### What needs to be done:
Emit the entire listing verbatim.

### Dataset entries:
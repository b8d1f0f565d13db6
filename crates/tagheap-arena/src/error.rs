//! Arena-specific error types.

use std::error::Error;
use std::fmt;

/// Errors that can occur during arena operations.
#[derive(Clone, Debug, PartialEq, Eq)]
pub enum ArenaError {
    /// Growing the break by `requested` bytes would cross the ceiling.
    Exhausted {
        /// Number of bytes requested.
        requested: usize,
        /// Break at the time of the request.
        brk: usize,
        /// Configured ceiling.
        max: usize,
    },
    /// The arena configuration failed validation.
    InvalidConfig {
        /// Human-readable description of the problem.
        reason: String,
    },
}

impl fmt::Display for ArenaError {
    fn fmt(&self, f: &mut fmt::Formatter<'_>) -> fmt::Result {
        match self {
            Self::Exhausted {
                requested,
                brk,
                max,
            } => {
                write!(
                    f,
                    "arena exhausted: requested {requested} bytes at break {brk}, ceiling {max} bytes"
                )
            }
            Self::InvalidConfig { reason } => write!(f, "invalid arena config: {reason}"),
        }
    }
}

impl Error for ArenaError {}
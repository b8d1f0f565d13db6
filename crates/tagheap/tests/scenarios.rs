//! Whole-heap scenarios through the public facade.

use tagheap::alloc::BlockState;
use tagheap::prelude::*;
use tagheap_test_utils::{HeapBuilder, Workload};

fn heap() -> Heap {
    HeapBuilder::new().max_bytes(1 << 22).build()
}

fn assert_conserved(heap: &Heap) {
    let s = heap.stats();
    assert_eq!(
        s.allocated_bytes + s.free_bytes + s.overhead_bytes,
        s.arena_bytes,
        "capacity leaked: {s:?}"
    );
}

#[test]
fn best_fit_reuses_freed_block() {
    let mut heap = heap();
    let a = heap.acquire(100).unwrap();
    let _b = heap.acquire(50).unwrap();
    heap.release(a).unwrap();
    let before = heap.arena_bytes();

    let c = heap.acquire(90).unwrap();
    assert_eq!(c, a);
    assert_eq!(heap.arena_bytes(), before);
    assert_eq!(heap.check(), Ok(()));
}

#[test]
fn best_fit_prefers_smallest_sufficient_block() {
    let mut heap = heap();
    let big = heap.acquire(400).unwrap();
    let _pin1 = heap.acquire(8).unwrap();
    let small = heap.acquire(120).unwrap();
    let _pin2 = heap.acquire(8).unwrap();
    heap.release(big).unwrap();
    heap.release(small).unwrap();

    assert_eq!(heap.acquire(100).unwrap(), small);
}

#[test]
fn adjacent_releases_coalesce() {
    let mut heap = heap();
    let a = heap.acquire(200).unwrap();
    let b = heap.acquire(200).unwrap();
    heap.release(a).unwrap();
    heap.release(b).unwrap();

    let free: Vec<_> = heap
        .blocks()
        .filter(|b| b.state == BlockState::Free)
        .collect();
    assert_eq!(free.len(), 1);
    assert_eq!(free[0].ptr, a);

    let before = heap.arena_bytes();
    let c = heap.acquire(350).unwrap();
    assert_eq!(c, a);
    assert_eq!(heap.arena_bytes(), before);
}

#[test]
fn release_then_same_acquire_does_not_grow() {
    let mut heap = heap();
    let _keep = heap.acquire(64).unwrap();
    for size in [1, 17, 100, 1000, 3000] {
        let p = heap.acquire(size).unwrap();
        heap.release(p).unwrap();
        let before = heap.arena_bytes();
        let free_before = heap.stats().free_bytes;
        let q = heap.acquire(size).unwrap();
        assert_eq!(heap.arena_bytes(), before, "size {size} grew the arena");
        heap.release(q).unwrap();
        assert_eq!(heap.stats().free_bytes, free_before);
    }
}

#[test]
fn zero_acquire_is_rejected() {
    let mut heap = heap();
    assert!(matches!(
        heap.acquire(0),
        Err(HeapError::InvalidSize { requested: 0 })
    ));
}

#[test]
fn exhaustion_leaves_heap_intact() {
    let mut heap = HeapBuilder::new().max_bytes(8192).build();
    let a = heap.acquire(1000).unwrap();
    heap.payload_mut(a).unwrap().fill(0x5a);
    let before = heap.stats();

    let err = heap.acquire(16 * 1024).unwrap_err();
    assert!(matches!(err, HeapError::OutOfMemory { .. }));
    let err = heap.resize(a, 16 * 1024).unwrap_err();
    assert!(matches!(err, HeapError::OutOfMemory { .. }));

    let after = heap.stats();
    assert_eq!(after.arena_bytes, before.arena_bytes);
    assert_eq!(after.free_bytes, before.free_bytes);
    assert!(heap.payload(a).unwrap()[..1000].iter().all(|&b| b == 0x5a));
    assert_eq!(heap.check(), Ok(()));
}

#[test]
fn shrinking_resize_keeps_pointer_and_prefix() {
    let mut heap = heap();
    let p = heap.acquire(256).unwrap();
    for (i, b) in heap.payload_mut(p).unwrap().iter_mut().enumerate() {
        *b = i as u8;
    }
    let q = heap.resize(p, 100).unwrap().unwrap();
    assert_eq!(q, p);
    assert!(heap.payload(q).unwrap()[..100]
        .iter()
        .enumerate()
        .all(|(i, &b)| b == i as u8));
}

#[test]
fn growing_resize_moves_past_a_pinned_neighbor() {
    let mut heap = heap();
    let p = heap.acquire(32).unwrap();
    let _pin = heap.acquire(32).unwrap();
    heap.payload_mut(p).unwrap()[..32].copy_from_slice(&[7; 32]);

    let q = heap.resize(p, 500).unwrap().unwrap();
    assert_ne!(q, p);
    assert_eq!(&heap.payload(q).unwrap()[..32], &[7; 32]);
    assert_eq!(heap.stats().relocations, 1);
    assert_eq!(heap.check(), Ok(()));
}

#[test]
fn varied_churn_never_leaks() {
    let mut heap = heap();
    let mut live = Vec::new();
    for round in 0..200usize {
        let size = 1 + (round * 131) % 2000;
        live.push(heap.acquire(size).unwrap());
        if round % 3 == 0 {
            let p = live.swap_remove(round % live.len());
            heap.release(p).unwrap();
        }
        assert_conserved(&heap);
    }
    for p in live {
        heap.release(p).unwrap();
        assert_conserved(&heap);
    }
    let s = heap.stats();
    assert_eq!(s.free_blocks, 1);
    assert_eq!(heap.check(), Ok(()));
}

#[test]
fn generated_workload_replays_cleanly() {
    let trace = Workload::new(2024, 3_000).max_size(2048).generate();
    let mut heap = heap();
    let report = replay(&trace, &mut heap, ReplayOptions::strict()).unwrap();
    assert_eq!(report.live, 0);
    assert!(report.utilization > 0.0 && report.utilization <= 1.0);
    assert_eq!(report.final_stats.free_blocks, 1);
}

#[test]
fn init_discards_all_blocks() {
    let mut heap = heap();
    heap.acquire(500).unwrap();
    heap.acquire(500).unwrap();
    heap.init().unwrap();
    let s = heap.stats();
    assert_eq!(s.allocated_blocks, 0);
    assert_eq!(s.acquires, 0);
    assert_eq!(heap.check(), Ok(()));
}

### Response:
repository b8d1f0f565d13db6
filename crates/tagheap-arena/src/error.rs
//! Arena-specific error types.

use std::error::Error;
use std::fmt;

/// Errors that can occur during arena operations.
#[derive(Clone, Debug, PartialEq, Eq)]
pub enum ArenaError {
    /// Growing the break by `requested` bytes would cross the ceiling.
    Exhausted {
        /// Number of bytes requested.
        requested: usize,
        /// Break at the time of the request.
        brk: usize,
        /// Configured ceiling.
        max: usize,
    },
    /// The arena configuration failed validation.
    InvalidConfig {
        /// Human-readable description of the problem.
        reason: String,
    },
}

impl fmt::Display for ArenaError {
    fn fmt(&self, f: &mut fmt::Formatter<'_>) -> fmt::Result {
        match self {
            Self::Exhausted {
                requested,
                brk,
                max,
            } => {
                write!(
                    f,
                    "arena exhausted: requested {requested} bytes at break {brk}, ceiling {max} bytes"
                )
            }
            Self::InvalidConfig { reason } => write!(f, "invalid arena config: {reason}"),
        }
    }
}

impl Error for ArenaError {}
repository b8d1f0f565d13db6
filename crates/tagheap/tests/scenarios.rs
//! Whole-heap scenarios through the public facade.

use tagheap::alloc::BlockState;
use tagheap::prelude::*;
use tagheap_test_utils::{HeapBuilder, Workload};

fn heap() -> Heap {
    HeapBuilder::new().max_bytes(1 << 22).build()
}

fn assert_conserved(heap: &Heap) {
    let s = heap.stats();
    assert_eq!(
        s.allocated_bytes + s.free_bytes + s.overhead_bytes,
        s.arena_bytes,
        "capacity leaked: {s:?}"
    );
}

#[test]
fn best_fit_reuses_freed_block() {
    let mut heap = heap();
    let a = heap.acquire(100).unwrap();
    let _b = heap.acquire(50).unwrap();
    heap.release(a).unwrap();
    let before = heap.arena_bytes();

    let c = heap.acquire(90).unwrap();
    assert_eq!(c, a);
    assert_eq!(heap.arena_bytes(), before);
    assert_eq!(heap.check(), Ok(()));
}

#[test]
fn best_fit_prefers_smallest_sufficient_block() {
    let mut heap = heap();
    let big = heap.acquire(400).unwrap();
    let _pin1 = heap.acquire(8).unwrap();
    let small = heap.acquire(120).unwrap();
    let _pin2 = heap.acquire(8).unwrap();
    heap.release(big).unwrap();
    heap.release(small).unwrap();

    assert_eq!(heap.acquire(100).unwrap(), small);
}

#[test]
fn adjacent_releases_coalesce() {
    let mut heap = heap();
    let a = heap.acquire(200).unwrap();
    let b = heap.acquire(200).unwrap();
    heap.release(a).unwrap();
    heap.release(b).unwrap();

    let free: Vec<_> = heap
        .blocks()
        .filter(|b| b.state == BlockState::Free)
        .collect();
    assert_eq!(free.len(), 1);
    assert_eq!(free[0].ptr, a);

    let before = heap.arena_bytes();
    let c = heap.acquire(350).unwrap();
    assert_eq!(c, a);
    assert_eq!(heap.arena_bytes(), before);
}

#[test]
fn release_then_same_acquire_does_not_grow() {
    let mut heap = heap();
    let _keep = heap.acquire(64).unwrap();
    for size in [1, 17, 100, 1000, 3000] {
        let p = heap.acquire(size).unwrap();
        heap.release(p).unwrap();
        let before = heap.arena_bytes();
        let free_before = heap.stats().free_bytes;
        let q = heap.acquire(size).unwrap();
        assert_eq!(heap.arena_bytes(), before, "size {size} grew the arena");
        heap.release(q).unwrap();
        assert_eq!(heap.stats().free_bytes, free_before);
    }
}

#[test]
fn zero_acquire_is_rejected() {
    let mut heap = heap();
    assert!(matches!(
        heap.acquire(0),
        Err(HeapError::InvalidSize { requested: 0 })
    ));
}

#[test]
fn exhaustion_leaves_heap_intact() {
    let mut heap = HeapBuilder::new().max_bytes(8192).build();
    let a = heap.acquire(1000).unwrap();
    heap.payload_mut(a).unwrap().fill(0x5a);
    let before = heap.stats();

    let err = heap.acquire(16 * 1024).unwrap_err();
    assert!(matches!(err, HeapError::OutOfMemory { .. }));
    let err = heap.resize(a, 16 * 1024).unwrap_err();
    assert!(matches!(err, HeapError::OutOfMemory { .. }));

    let after = heap.stats();
    assert_eq!(after.arena_bytes, before.arena_bytes);
    assert_eq!(after.free_bytes, before.free_bytes);
    assert!(heap.payload(a).unwrap()[..1000].iter().all(|&b| b == 0x5a));
    assert_eq!(heap.check(), Ok(()));
}

#[test]
fn shrinking_resize_keeps_pointer_and_prefix() {
    let mut heap = heap();
    let p = heap.acquire(256).unwrap();
    for (i, b) in heap.payload_mut(p).unwrap().iter_mut().enumerate() {
        *b = i as u8;
    }
    let q = heap.resize(p, 100).unwrap().unwrap();
    assert_eq!(q, p);
    assert!(heap.payload(q).unwrap()[..100]
        .iter()
        .enumerate()
        .all(|(i, &b)| b == i as u8));
}

#[test]
fn growing_resize_moves_past_a_pinned_neighbor() {
    let mut heap = heap();
    let p = heap.acquire(32).unwrap();
    let _pin = heap.acquire(32).unwrap();
    heap.payload_mut(p).unwrap()[..32].copy_from_slice(&[7; 32]);

    let q = heap.resize(p, 500).unwrap().unwrap();
    assert_ne!(q, p);
    assert_eq!(&heap.payload(q).unwrap()[..32], &[7; 32]);
    assert_eq!(heap.stats().relocations, 1);
    assert_eq!(heap.check(), Ok(()));
}

#[test]
fn varied_churn_never_leaks() {
    let mut heap = heap();
    let mut live = Vec::new();
    for round in 0..200usize {
        let size = 1 + (round * 131) % 2000;
        live.push(heap.acquire(size).unwrap());
        if round % 3 == 0 {
            let p = live.swap_remove(round % live.len());
            heap.release(p).unwrap();
        }
        assert_conserved(&heap);
    }
    for p in live {
        heap.release(p).unwrap();
        assert_conserved(&heap);
    }
    let s = heap.stats();
    assert_eq!(s.free_blocks, 1);
    assert_eq!(heap.check(), Ok(()));
}

#[test]
fn generated_workload_replays_cleanly() {
    let trace = Workload::new(2024, 3_000).max_size(2048).generate();
    let mut heap = heap();
    let report = replay(&trace, &mut heap, ReplayOptions::strict()).unwrap();
    assert_eq!(report.live, 0);
    assert!(report.utilization > 0.0 && report.utilization <= 1.0);
    assert_eq!(report.final_stats.free_blocks, 1);
}

#[test]
fn init_discards_all_blocks() {
    let mut heap = heap();
    heap.acquire(500).unwrap();
    heap.acquire(500).unwrap();
    heap.init().unwrap();
    let s = heap.stats();
    assert_eq!(s.allocated_blocks, 0);
    assert_eq!(s.acquires, 0);
    assert_eq!(heap.check(), Ok(()));
}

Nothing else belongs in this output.